Curious if I can get a switch (and some special wiring) to turn off the ABS since it can be turned off when the rear diff is locked, why not off when i want it to be off!
Well, I was more curious if anybody else has done anything like this...thanks!!
Cheers!


----------



## billzcat1 (Sep 10, 2001)

*Re: Audi 90 - turn off ABS?? (NoNonsense)*

The 88-92 80/90/Coupe quattro had switchable ABS - there was an "anti-lock" switch on the dash that turned it off. I'd bet that you'd use some of that wiring, but I have no idea how it would be integrated into the more modern ABS in the B4 90q
HTH


----------



## Dennis J (Feb 4, 2004)

*Re: Audi 90 - turn off ABS?? (billzcat1)*

Hi,
the switch in the dash is just cutting the power supply to the ABS-ECU. 
Regards
Dennis J (Germany)


----------



## Mabe (Feb 27, 2002)

I have a messed up sensor on one of the back wheels that turned the ABS off for me.
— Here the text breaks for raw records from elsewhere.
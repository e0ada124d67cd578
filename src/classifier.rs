use crate::data::{FeatureSet, Prediction};
use crate::error::{Error, Result};
use crate::utils::argmax;
use log::info;
use std::path::Path;

/// Produces one prediction per sample of a FeatureSet, in order
pub trait Classifier {
    fn predict(&self, features: &FeatureSet) -> Result<Vec<Prediction>>;
}

/// Predictions computed upstream, e.g. read from the operational file
pub struct PrecomputedPredictions {
    pub predictions: Vec<Prediction>,
}

impl Classifier for PrecomputedPredictions {
    fn predict(&self, features: &FeatureSet) -> Result<Vec<Prediction>> {
        if self.predictions.len() != features.len() {
            return Err(Error::DimensionMismatch {
                expected: format!("{} predictions", features.len()),
                actual: format!("{}", self.predictions.len()),
            });
        }
        Ok(self.predictions.clone())
    }
}

/// Final linear layer of the classifier: softmax(W·x + b)
#[derive(Clone, Debug, PartialEq)]
pub struct LinearHead {
    weights: Vec<Vec<f64>>,
    bias: Vec<f64>,
}

impl LinearHead {
    pub fn new(weights: Vec<Vec<f64>>, bias: Vec<f64>) -> Result<LinearHead> {
        if weights.is_empty() {
            return Err(Error::InvalidData("classifier head has no class".to_string()));
        }
        if weights.len() != bias.len() {
            return Err(Error::DimensionMismatch {
                expected: format!("{} bias values", weights.len()),
                actual: format!("{}", bias.len()),
            });
        }
        let dim = weights[0].len();
        if dim == 0 || weights.iter().any(|w| w.len() != dim) {
            return Err(Error::DimensionMismatch {
                expected: format!("{} weights for every class", dim),
                actual: "rows of different lengths".to_string(),
            });
        }
        Ok(LinearHead { weights, bias })
    }

    /// Loads a head file without header: one row per class, bias first then weights
    pub fn load<P: AsRef<Path>>(path: P, delimiter: u8) -> Result<LinearHead> {
        let path = path.as_ref();
        info!("Loading classifier head {}...", path.display());

        let mut reader = csv::ReaderBuilder::new()
            .delimiter(delimiter)
            .has_headers(false)
            .trim(csv::Trim::All)
            .from_path(path)?;

        let mut weights = Vec::new();
        let mut bias = Vec::new();
        for (row, record) in reader.records().enumerate() {
            let values = record?
                .iter()
                .map(|v| v.parse::<f64>())
                .collect::<std::result::Result<Vec<f64>, _>>()
                .map_err(|e| Error::InvalidData(format!("{} line {}: {}", path.display(), row + 1, e)))?;
            let (b, w) = values
                .split_first()
                .ok_or_else(|| Error::InvalidData(format!("{} line {} is empty", path.display(), row + 1)))?;
            bias.push(*b);
            weights.push(w.to_vec());
        }

        LinearHead::new(weights, bias)
    }

    pub fn num_classes(&self) -> usize {
        self.weights.len()
    }

    pub fn dim(&self) -> usize {
        self.weights[0].len()
    }

    /// Class probabilities of one vector
    pub fn probabilities(&self, vector: &[f64]) -> Vec<f64> {
        let logits: Vec<f64> = self
            .weights
            .iter()
            .zip(&self.bias)
            .map(|(w, b)| b + w.iter().zip(vector).map(|(wi, xi)| wi * xi).sum::<f64>())
            .collect();
        let max = logits.iter().cloned().fold(f64::NEG_INFINITY, f64::max);
        let exp: Vec<f64> = logits.iter().map(|l| (l - max).exp()).collect();
        let total: f64 = exp.iter().sum();
        exp.into_iter().map(|e| e / total).collect()
    }
}

impl Classifier for LinearHead {
    fn predict(&self, features: &FeatureSet) -> Result<Vec<Prediction>> {
        if features.dim() != self.dim() {
            return Err(Error::DimensionMismatch {
                expected: format!("vectors of length {}", self.dim()),
                actual: format!("{}", features.dim()),
            });
        }

        Ok(features
            .vectors()
            .map(|v| {
                let probabilities = self.probabilities(v);
                let label = argmax(&probabilities).unwrap_or(0);
                Prediction::new(label, probabilities[label])
            })
            .collect())
    }
}
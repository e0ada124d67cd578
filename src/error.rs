use thiserror::Error;

/// Errors raised while clustering, sampling, scoring or running an experiment.
///
/// None of them is retried: they signal a mismatch between the requested
/// configuration (sample size, cluster count) and the data at hand.
#[derive(Debug, Error)]
pub enum Error {
    /// Non-positive cluster count, empty population or out-of-range cluster id.
    #[error("invalid clustering: {0}")]
    InvalidClustering(String),

    /// Weight vector that cannot be normalised (all zero, negative or non finite).
    #[error("degenerate weights: {0}")]
    DegenerateWeights(String),

    /// Random policy asked for more samples than the population holds.
    #[error("insufficient population: {requested} samples requested from a population of {available}")]
    InsufficientPopulation { requested: usize, available: usize },

    /// Selective policy ran out of members in every cluster it may draw from.
    #[error("population exhausted: {requested} samples requested but weighted clusters only hold {available}")]
    PopulationExhausted { requested: usize, available: usize },

    #[error("empty selection: {0}")]
    EmptySelection(String),

    #[error("dimension mismatch: expected {expected}, got {actual}")]
    DimensionMismatch { expected: String, actual: String },

    #[error("invalid data: {0}")]
    InvalidData(String),

    #[error("invalid parameter: {0}")]
    InvalidParam(String),

    #[error(transparent)]
    Io(#[from] std::io::Error),

    #[error(transparent)]
    Csv(#[from] csv::Error),

    #[error(transparent)]
    Yaml(#[from] serde_yaml::Error),

    #[error(transparent)]
    Json(#[from] serde_json::Error),

    #[error(transparent)]
    Bincode(#[from] bincode::Error),

    #[error(transparent)]
    ThreadPool(#[from] rayon::ThreadPoolBuildError),
}

pub type Result<T> = std::result::Result<T, Error>;
use std::process::Command;

// Short git hash reported by `opaccuracy::version()`; left unset outside a repository.
fn main() {
    println!("cargo:rerun-if-changed=.git/HEAD");

    let sha = Command::new("git")
        .args(["rev-parse", "--short", "HEAD"])
        .output()
        .ok()
        .filter(|o| o.status.success())
        .map(|o| String::from_utf8_lossy(&o.stdout).trim().to_string())
        .unwrap_or_default();

    if !sha.is_empty() {
        println!("cargo:rustc-env=OPACCURACY_GIT_SHA={}", sha);
    }
}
I'm more or less happy about it too. With all the snow driving I do in the winter its handy. 
Audis are such smart cars


----------



## yumyjagermiester (Sep 20, 2002)

*Re: Audi 90 - turn off ABS?? (NoNonsense)*

Obvious answer? Take the ABS fuse/relay out of the panel


----------



## MFZERO (Mar 13, 2002)

*Re: Audi 90 - turn off ABS?? (yumyjagermiester)*

my B4 90 has a switch in it to shut off the ABS. 
if you check in the dash there may be a wiring harness there already. then you may just need to get a switch. http://****************.com/smile/emthup.gif


----------



## MFZERO (Mar 13, 2002)

*Re: Audi 90 - turn off ABS?? (NoNonsense)*

cool http://****************.com/smile/emthup.gif


----------



## MFZERO (Mar 13, 2002)

*Re: Audi 90 - turn off ABS?? (NoNonsense)*

2 blanks I think. Both for seat heaters ( that i'm very mad I don't have







)


----------



## MFZERO (Mar 13, 2002)

*Re: Audi 90 - turn off ABS?? (NoNonsense)*

the official count is 3 http://****************.com/smile/emthup.gif


----------